In this study, two experimental rigs were designed and commissioned to explore
the effects of gas composition and temperature on monoethanolamine
degradation. Analytical procedures to detect and quantify its major thermal and
oxidative degradation products were also developed.
It became apparent early on that solvent degradation, under actual plant
conditions, is a slow phenomenon, thus, it was decided to focus on thermal
degradation. The present study uniquely enabled the absorption/desorption
behaviour of thermally degraded solvents to be evaluated. The major thermal
degradation products were quantified.
After 14 full absorption/stripping cycles at the presence of 16% oxygen and 15%
carbon dioxide, significant concentrations of nitrites and nitrates were detected in
the samples. Thermal degradation at 160 oC for 8 weeks reduced
monoethanolamine concentration by almost 95%, as evidenced by the chemical
analysis, but the remaining solvent retained 22% of its capacity to remove carbon
dioxide. Therefore, although not fully quantified, the requirement for
monoethanolamine make-up may not be quite as serious as initially believed.

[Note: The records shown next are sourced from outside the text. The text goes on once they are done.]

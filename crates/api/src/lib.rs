//! Trichat API Library
//!
//! HTTP routes, the real-time chat relay and the domain services behind
//! them. The `trichat-api` binary wires these to a store and serves them.

pub mod auth;
pub mod config;
pub mod error;
pub mod routes;
pub mod security;
pub mod services;
pub mod state;
pub mod store;
pub mod websocket;

pub use config::Config;
pub use error::{ApiError, ApiResult};
pub use routes::create_router;
pub use state::AppState;
impl Participant {
    pub fn role(&self) -> SenderRole {
        match self {
            Participant::Customer(_) => SenderRole::Customer,
            Participant::Agent(_) => SenderRole::Agent,
        }
    }

    pub fn id(&self) -> &str {
        match self {
            Participant::Customer(id) => id.as_str(),
            Participant::Agent(id) => id.as_str(),
        }
    }

    pub fn customer_id(&self) -> Option<&CustomerId> {
        match self {
            Participant::Customer(id) => Some(id),
            Participant::Agent(_) => None,
        }
    }

    pub fn agent_id(&self) -> Option<&AgentId> {
        match self {
            Participant::Agent(id) => Some(id),
            Participant::Customer(_) => None,
        }
    }
}

// =============================================================================
// Messages
// =============================================================================

/// File attachment metadata carried by `file` messages
#[derive(Debug, Clone, PartialEq, Eq, Serialize, Deserialize)]
pub struct Attachment {
    pub file_name: String,
    pub file_url: String,
    #[serde(default, skip_serializing_if = "Option::is_none")]
    pub mime_type: Option<String>,
    #[serde(default, skip_serializing_if = "Option::is_none")]
    pub size_bytes: Option<i64>,
}

/// A persisted chat message. Immutable once created.
#[derive(Debug, Clone, PartialEq, Serialize)]
pub struct ChatMessage {
    pub id: Uuid,
    pub shop_id: ShopId,
    pub conversation_id: ConversationId,
    pub content: String,
    pub message_type: MessageType,
    pub sender: SenderRole,
    #[serde(skip_serializing_if = "Option::is_none")]
    pub customer_id: Option<CustomerId>,
    #[serde(skip_serializing_if = "Option::is_none")]
    pub agent_id: Option<AgentId>,
    #[serde(skip_serializing_if = "Option::is_none")]
    pub attachment: Option<Attachment>,
    #[serde(with = "time::serde::rfc3339")]
    pub timestamp: OffsetDateTime,
}

/// Message as submitted, before the store assigns id and timestamp
#[derive(Debug, Clone)]
pub struct NewMessage {
    pub shop_id: ShopId,
    pub conversation_id: ConversationId,
    pub content: String,
    pub message_type: MessageType,
    pub sender: Participant,
    pub attachment: Option<Attachment>,
}

// =============================================================================
// Conversations
// =============================================================================

#[derive(Debug, Clone, PartialEq, Serialize)]
pub struct Conversation {
    pub id: ConversationId,
    pub shop_id: ShopId,
    pub customer_id: CustomerId,
    pub assigned_agent_id: Option<AgentId>,
    pub status: ConversationStatus,
    pub priority: Priority,
    pub tags: Vec<String>,
    pub flagged: bool,
    pub flag_reason: Option<String>,
    pub escalated: bool,
    pub escalation_reason: Option<String>,
    pub message_count: i64,
    pub unread_count: i64,
    #[serde(with = "time::serde::rfc3339::option")]
    pub last_message_at: Option<OffsetDateTime>,
    #[serde(with = "time::serde::rfc3339")]
    pub created_at: OffsetDateTime,
    #[serde(with = "time::serde::rfc3339")]
    pub updated_at: OffsetDateTime,
}

impl Conversation {
    /// A fresh open conversation for `customer_id`
    pub fn new(id: ConversationId, shop_id: ShopId, customer_id: CustomerId) -> Self {
        let now = OffsetDateTime::now_utc();
        Self {
            id,
            shop_id,
            customer_id,
            assigned_agent_id: None,
            status: ConversationStatus::Open,
            priority: Priority::Normal,
            tags: Vec::new(),
            flagged: false,
            flag_reason: None,
            escalated: false,
            escalation_reason: None,
            message_count: 0,
            unread_count: 0,
            last_message_at: None,
            created_at: now,
            updated_at: now,
        }
    }
}

/// Listing filter for conversations
#[derive(Debug, Clone, Default, Deserialize)]
pub struct ConversationFilter {
    pub status: Option<ConversationStatus>,
    pub assigned_agent_id: Option<AgentId>,
    pub tag: Option<String>,
    pub limit: Option<i64>,
}

impl ConversationFilter {
    pub const DEFAULT_LIMIT: i64 = 50;
    pub const MAX_LIMIT: i64 = 200;

    pub fn effective_limit(&self) -> i64 {
        self.limit
            .unwrap_or(Self::DEFAULT_LIMIT)
            .clamp(1, Self::MAX_LIMIT)
    }

    pub fn matches(&self, conv: &Conversation) -> bool {
        self.status.map_or(true, |s| conv.status == s)
            && self
                .assigned_agent_id
                .as_ref()
                .map_or(true, |a| conv.assigned_agent_id.as_ref() == Some(a))
            && self
                .tag
                .as_ref()
                .map_or(true, |t| conv.tags.iter().any(|ct| ct == t))
    }
}

/// Conversation counts for one shop
#[derive(Debug, Clone, Copy, Default, PartialEq, Eq, Serialize)]
pub struct ConversationStats {
    pub open: i64,
    pub pending: i64,
    pub resolved: i64,
    pub closed: i64,
    /// Open or pending with no agent assigned
    pub unassigned: i64,
}

impl ConversationStats {
    pub fn total(&self) -> i64 {
        self.open + self.pending + self.resolved + self.closed
    }

    /// Count `n` conversations in `status`, `unassigned` of which have no agent
    pub fn add(&mut self, status: ConversationStatus, n: i64, unassigned: i64) {
        match status {
            ConversationStatus::Open => self.open += n,
            ConversationStatus::Pending => self.pending += n,
            ConversationStatus::Resolved => self.resolved += n,
            ConversationStatus::Closed => self.closed += n,
        }
        if matches!(status, ConversationStatus::Open | ConversationStatus::Pending) {
            self.unassigned += unassigned;
        }
    }
}

/// Single-conversation update from the dashboard
#[derive(Debug, Clone, Default, Deserialize)]
pub struct ConversationPatch {
    pub status: Option<ConversationStatus>,
    pub priority: Option<Priority>,
    /// `Some(None)` unassigns
    #[serde(default, deserialize_with = "double_option")]
    pub assigned_agent_id: Option<Option<AgentId>>,
}

impl ConversationPatch {
    pub fn is_empty(&self) -> bool {
        self.status.is_none() && self.priority.is_none() && self.assigned_agent_id.is_none()
    }

    pub fn apply(&self, conv: &mut Conversation) {
        if let Some(status) = self.status {
            conv.status = status;
        }
        if let Some(priority) = self.priority {
            conv.priority = priority;
        }
        if let Some(agent) = &self.assigned_agent_id {
            conv.assigned_agent_id = agent.clone();
        }
    }
}

fn double_option<'de, D, T>(de: D) -> Result<Option<Option<T>>, D::Error>
where
    D: serde::Deserializer<'de>,
    T: Deserialize<'de>,
{
    Option::<T>::deserialize(de).map(Some)
}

There is some evidence to support that the rate of thermal degradation was
enhanced as carbon dioxide loading increased and a 20% higher MEA loss was
determined in the samples with the rich initial molar loading. A range of
degradation products were quantified that correspond to those cited in the
literature. 1-(2-hydroxyethyl)-2-imidazolidinone was indicated as the most stable
MEA degradation product in the degraded samples at concentrations of up to
17% v/v